(Task statement): The entries below must be transcribed exactly. Leave nothing out.

(Data extract):
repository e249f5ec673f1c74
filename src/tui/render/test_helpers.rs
use ratatui::Terminal;
use ratatui::backend::TestBackend;
use ratatui::layout::Rect;
use tempfile::TempDir;

use crate::model::task::Priority;
use crate::ops::TaskStore;
use crate::tui::app::App;

pub const TERM_W: u16 = 60;
pub const TERM_H: u16 = 12;

/// Render into an in-memory buffer and return plain text (no styles).
pub fn render_to_string<F>(w: u16, h: u16, f: F) -> String
where
    F: FnOnce(&mut ratatui::Frame, Rect),
{
    let backend = TestBackend::new(w, h);
    let mut terminal = Terminal::new(backend).unwrap();
    terminal
        .draw(|frame| {
            let area = frame.area();
            f(frame, area);
        })
        .unwrap();

    let buf = terminal.backend().buffer().clone();
    let w = buf.area.width as usize;
    let lines: Vec<String> = buf
        .content
        .chunks(w)
        .map(|row| {
            let s: String = row.iter().map(|cell| cell.symbol()).collect();
            s.trim_end().to_string()
        })
        .collect();

    // Trim trailing blank lines
    let end = lines
        .iter()
        .rposition(|l| !l.is_empty())
        .map_or(0, |i| i + 1);
    lines[..end].join("\n")
}

/// Render the whole screen of `app`
pub fn render_app(app: &mut App, w: u16, h: u16) -> String {
    render_to_string(w, h, |frame, _| super::render(frame, app))
}

/// Build an App over a temp data directory holding the given tasks,
/// already saved. Keep the TempDir alive for the duration of the test.
pub fn app_with_tasks(names: &[&str]) -> (TempDir, App) {
    let dir = TempDir::new().unwrap();
    let mut store = TaskStore::open(dir.path());
    for name in names {
        store.add_task(name, Priority::Normal);
    }
    store.save().unwrap();
    (dir, App::new(store))
}

/// Task texts in list order
pub fn texts(app: &App) -> Vec<String> {
    app.store.tasks().iter().map(|t| t.text.clone()).collect()
}
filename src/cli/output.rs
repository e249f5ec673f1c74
use serde::Serialize;

use crate::model::palette::priority_color;
use crate::model::settings::Settings;
use crate::model::task::{Priority, Task};

// ---------------------------------------------------------------------------
// JSON output structs
// ---------------------------------------------------------------------------

#[derive(Serialize)]
pub struct TaskJson<'a> {
    pub index: usize,
    pub text: &'a str,
    pub completed: bool,
    pub priority: Priority,
    pub color: &'static str,
}

pub fn task_to_json(index: usize, task: &Task, dark_mode: bool) -> TaskJson<'_> {
    TaskJson {
        index,
        text: &task.text,
        completed: task.completed,
        priority: task.priority,
        color: priority_color(task.priority, dark_mode),
    }
}

// ---------------------------------------------------------------------------
// Text formatting
// ---------------------------------------------------------------------------

/// Format a task as a single line: `  3 [x] !! text`
pub fn format_task_line(index: usize, task: &Task, index_width: usize) -> String {
    let check = if task.completed { "[x]" } else { "[ ]" };
    let marker = match task.priority {
        Priority::Normal => "  ",
        Priority::Medium => "! ",
        Priority::High => "!!",
    };
    format!(
        "{:>width$} {} {} {}",
        index,
        check,
        marker,
        task.text,
        width = index_width
    )
}

/// Format the whole list, one task per line
pub fn format_task_list(tasks: &[Task]) -> String {
    if tasks.is_empty() {
        return "no tasks".to_string();
    }
    let width = (tasks.len() - 1).to_string().len();
    tasks
        .iter()
        .enumerate()
        .map(|(i, t)| format_task_line(i, t, width))
        .collect::<Vec<_>>()
        .join("\n")
}

pub fn format_settings(settings: &Settings) -> String {
    format!(
        "font_family: {}\nfont_size: {}\ndark_mode: {}",
        settings.font_family, settings.font_size, settings.dark_mode
    )
}
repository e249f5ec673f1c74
pub mod unicode;
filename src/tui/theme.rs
use ratatui::style::Color;

use crate::model::palette::{Palette, priority_color};
use crate::model::settings::Settings;
use crate::model::task::Priority;

/// Parsed color theme for the TUI
#[derive(Debug, Clone)]
pub struct Theme {
    pub dark_mode: bool,
    pub background: Color,
    pub text: Color,
    pub entry_bg: Color,
    pub button_bg: Color,
    pub dim: Color,
    pub highlight: Color,
    pub normal_row: Color,
    pub medium_row: Color,
    pub high_row: Color,
}

impl Default for Theme {
    fn default() -> Self {
        Theme::for_mode(false)
    }
}

/// Parse a hex color string like "#FF4444" into an RGB Color
fn parse_hex_color(hex: &str) -> Option<Color> {
    let hex = hex.strip_prefix('#')?;
    if hex.len() != 6 {
        return None;
    }
    let r = u8::from_str_radix(&hex[0..2], 16).ok()?;
    let g = u8::from_str_radix(&hex[2..4], 16).ok()?;
    let b = u8::from_str_radix(&hex[4..6], 16).ok()?;
    Some(Color::Rgb(r, g, b))
}

fn hex(value: &str) -> Color {
    parse_hex_color(value).unwrap_or(Color::Reset)
}

impl Theme {
    pub fn for_mode(dark_mode: bool) -> Self {
        let palette = Palette::for_mode(dark_mode);
        Theme {
            dark_mode,
            background: hex(palette.bg),
            text: hex(palette.fg),
            entry_bg: hex(palette.entry_bg),
            button_bg: hex(palette.button_bg),
            dim: if dark_mode {
                Color::Rgb(0x8A, 0x8A, 0x8A)
            } else {
                Color::Rgb(0x70, 0x70, 0x70)
            },
            highlight: if dark_mode {
                Color::Rgb(0x6C, 0xA8, 0xFF)
            } else {
                Color::Rgb(0x1A, 0x5F, 0xD0)
            },
            normal_row: hex(priority_color(Priority::Normal, dark_mode)),
            medium_row: hex(priority_color(Priority::Medium, dark_mode)),
            high_row: hex(priority_color(Priority::High, dark_mode)),
        }
    }

    pub fn from_settings(settings: &Settings) -> Self {
        Theme::for_mode(settings.dark_mode)
    }

    /// Row background for a priority
    pub fn priority_color(&self, priority: Priority) -> Color {
        match priority {
            Priority::Normal => self.normal_row,
            Priority::Medium => self.medium_row,
            Priority::High => self.high_row,
        }
    }
}

#[cfg(test)]
mod tests {
    use super::*;

    #[test]
    fn test_parse_hex_color() {
        assert_eq!(
            parse_hex_color("#ffe4e4"),
            Some(Color::Rgb(0xFF, 0xE4, 0xE4))
        );
        assert_eq!(parse_hex_color("ffe4e4"), None);
        assert_eq!(parse_hex_color("#fff"), None);
        assert_eq!(parse_hex_color("#GGGGGG"), None);
    }

    #[test]
    fn light_normal_rows_use_background() {
        let theme = Theme::for_mode(false);
        assert_eq!(theme.priority_color(Priority::Normal), theme.background);
        assert_eq!(
            theme.priority_color(Priority::High),
            Color::Rgb(0xFF, 0xE4, 0xE4)
        );
    }

    #[test]
    fn dark_theme_colors() {
        let theme = Theme::from_settings(&Settings {
            dark_mode: true,
            ..Settings::default()
        });
        assert_eq!(theme.background, Color::Rgb(0x1E, 0x1E, 0x1E));
        assert_eq!(theme.text, Color::Rgb(0xFF, 0xFF, 0xFF));
        assert_eq!(
            theme.priority_color(Priority::Normal),
            Color::Rgb(0x2B, 0x2B, 0x2B)
        );
        assert_eq!(
            theme.priority_color(Priority::Medium),
            Color::Rgb(0x4A, 0x44, 0x20)
        );
    }
}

(Solved problem):
repository e249f5ec673f1c74
filename src/tui/render/test_helpers.rs
use ratatui::Terminal;
use ratatui::backend::TestBackend;
use ratatui::layout::Rect;
use tempfile::TempDir;

use crate::model::task::Priority;
use crate::ops::TaskStore;
use crate::tui::app::App;

pub const TERM_W: u16 = 60;
pub const TERM_H: u16 = 12;

/// Render into an in-memory buffer and return plain text (no styles).
pub fn render_to_string<F>(w: u16, h: u16, f: F) -> String
where
    F: FnOnce(&mut ratatui::Frame, Rect),
{
    let backend = TestBackend::new(w, h);
    let mut terminal = Terminal::new(backend).unwrap();
    terminal
        .draw(|frame| {
            let area = frame.area();
            f(frame, area);
        })
        .unwrap();

    let buf = terminal.backend().buffer().clone();
    let w = buf.area.width as usize;
    let lines: Vec<String> = buf
        .content
        .chunks(w)
        .map(|row| {
            let s: String = row.iter().map(|cell| cell.symbol()).collect();
            s.trim_end().to_string()
        })
        .collect();

    // Trim trailing blank lines
    let end = lines
        .iter()
        .rposition(|l| !l.is_empty())
        .map_or(0, |i| i + 1);
    lines[..end].join("\n")
}

/// Render the whole screen of `app`
pub fn render_app(app: &mut App, w: u16, h: u16) -> String {
    render_to_string(w, h, |frame, _| super::render(frame, app))
}

/// Build an App over a temp data directory holding the given tasks,
/// already saved. Keep the TempDir alive for the duration of the test.
pub fn app_with_tasks(names: &[&str]) -> (TempDir, App) {
    let dir = TempDir::new().unwrap();
    let mut store = TaskStore::open(dir.path());
    for name in names {
        store.add_task(name, Priority::Normal);
    }
    store.save().unwrap();
    (dir, App::new(store))
}

/// Task texts in list order
pub fn texts(app: &App) -> Vec<String> {
    app.store.tasks().iter().map(|t| t.text.clone()).collect()
}
filename src/cli/output.rs
repository e249f5ec673f1c74
use serde::Serialize;

use crate::model::palette::priority_color;
use crate::model::settings::Settings;
use crate::model::task::{Priority, Task};

// ---------------------------------------------------------------------------
// JSON output structs
// ---------------------------------------------------------------------------

#[derive(Serialize)]
pub struct TaskJson<'a> {
    pub index: usize,
    pub text: &'a str,
    pub completed: bool,
    pub priority: Priority,
    pub color: &'static str,
}

pub fn task_to_json(index: usize, task: &Task, dark_mode: bool) -> TaskJson<'_> {
    TaskJson {
        index,
        text: &task.text,
        completed: task.completed,
        priority: task.priority,
        color: priority_color(task.priority, dark_mode),
    }
}

// ---------------------------------------------------------------------------
// Text formatting
// ---------------------------------------------------------------------------

/// Format a task as a single line: `  3 [x] !! text`
pub fn format_task_line(index: usize, task: &Task, index_width: usize) -> String {
    let check = if task.completed { "[x]" } else { "[ ]" };
    let marker = match task.priority {
        Priority::Normal => "  ",
        Priority::Medium => "! ",
        Priority::High => "!!",
    };
    format!(
        "{:>width$} {} {} {}",
        index,
        check,
        marker,
        task.text,
        width = index_width
    )
}

/// Format the whole list, one task per line
pub fn format_task_list(tasks: &[Task]) -> String {
    if tasks.is_empty() {
        return "no tasks".to_string();
    }
    let width = (tasks.len() - 1).to_string().len();
    tasks
        .iter()
        .enumerate()
        .map(|(i, t)| format_task_line(i, t, width))
        .collect::<Vec<_>>()
        .join("\n")
}

pub fn format_settings(settings: &Settings) -> String {
    format!(
        "font_family: {}\nfont_size: {}\ndark_mode: {}",
        settings.font_family, settings.font_size, settings.dark_mode
    )
}
repository e249f5ec673f1c74
pub mod unicode;
filename src/tui/theme.rs
use ratatui::style::Color;

use crate::model::palette::{Palette, priority_color};
use crate::model::settings::Settings;
use crate::model::task::Priority;

/// Parsed color theme for the TUI
#[derive(Debug, Clone)]
pub struct Theme {
    pub dark_mode: bool,
    pub background: Color,
    pub text: Color,
    pub entry_bg: Color,
    pub button_bg: Color,
    pub dim: Color,
    pub highlight: Color,
    pub normal_row: Color,
    pub medium_row: Color,
    pub high_row: Color,
}

impl Default for Theme {
    fn default() -> Self {
        Theme::for_mode(false)
    }
}

/// Parse a hex color string like "#FF4444" into an RGB Color
fn parse_hex_color(hex: &str) -> Option<Color> {
    let hex = hex.strip_prefix('#')?;
    if hex.len() != 6 {
        return None;
    }
    let r = u8::from_str_radix(&hex[0..2], 16).ok()?;
    let g = u8::from_str_radix(&hex[2..4], 16).ok()?;
    let b = u8::from_str_radix(&hex[4..6], 16).ok()?;
    Some(Color::Rgb(r, g, b))
}

fn hex(value: &str) -> Color {
    parse_hex_color(value).unwrap_or(Color::Reset)
}

impl Theme {
    pub fn for_mode(dark_mode: bool) -> Self {
        let palette = Palette::for_mode(dark_mode);
        Theme {
            dark_mode,
            background: hex(palette.bg),
            text: hex(palette.fg),
            entry_bg: hex(palette.entry_bg),
            button_bg: hex(palette.button_bg),
            dim: if dark_mode {
                Color::Rgb(0x8A, 0x8A, 0x8A)
            } else {
                Color::Rgb(0x70, 0x70, 0x70)
            },
            highlight: if dark_mode {
                Color::Rgb(0x6C, 0xA8, 0xFF)
            } else {
                Color::Rgb(0x1A, 0x5F, 0xD0)
            },
            normal_row: hex(priority_color(Priority::Normal, dark_mode)),
            medium_row: hex(priority_color(Priority::Medium, dark_mode)),
            high_row: hex(priority_color(Priority::High, dark_mode)),
        }
    }

    pub fn from_settings(settings: &Settings) -> Self {
        Theme::for_mode(settings.dark_mode)
    }

    /// Row background for a priority
    pub fn priority_color(&self, priority: Priority) -> Color {
        match priority {
            Priority::Normal => self.normal_row,
            Priority::Medium => self.medium_row,
            Priority::High => self.high_row,
        }
    }
}

#[cfg(test)]
mod tests {
    use super::*;

    #[test]
    fn test_parse_hex_color() {
        assert_eq!(
            parse_hex_color("#ffe4e4"),
            Some(Color::Rgb(0xFF, 0xE4, 0xE4))
        );
        assert_eq!(parse_hex_color("ffe4e4"), None);
        assert_eq!(parse_hex_color("#fff"), None);
        assert_eq!(parse_hex_color("#GGGGGG"), None);
    }

    #[test]
    fn light_normal_rows_use_background() {
        let theme = Theme::for_mode(false);
        assert_eq!(theme.priority_color(Priority::Normal), theme.background);
        assert_eq!(
            theme.priority_color(Priority::High),
            Color::Rgb(0xFF, 0xE4, 0xE4)
        );
    }

    #[test]
    fn dark_theme_colors() {
        let theme = Theme::from_settings(&Settings {
            dark_mode: true,
            ..Settings::default()
        });
        assert_eq!(theme.background, Color::Rgb(0x1E, 0x1E, 0x1E));
        assert_eq!(theme.text, Color::Rgb(0xFF, 0xFF, 0xFF));
        assert_eq!(
            theme.priority_color(Priority::Normal),
            Color::Rgb(0x2B, 0x2B, 0x2B)
        );
        assert_eq!(
            theme.priority_color(Priority::Medium),
            Color::Rgb(0x4A, 0x44, 0x20)
        );
    }
}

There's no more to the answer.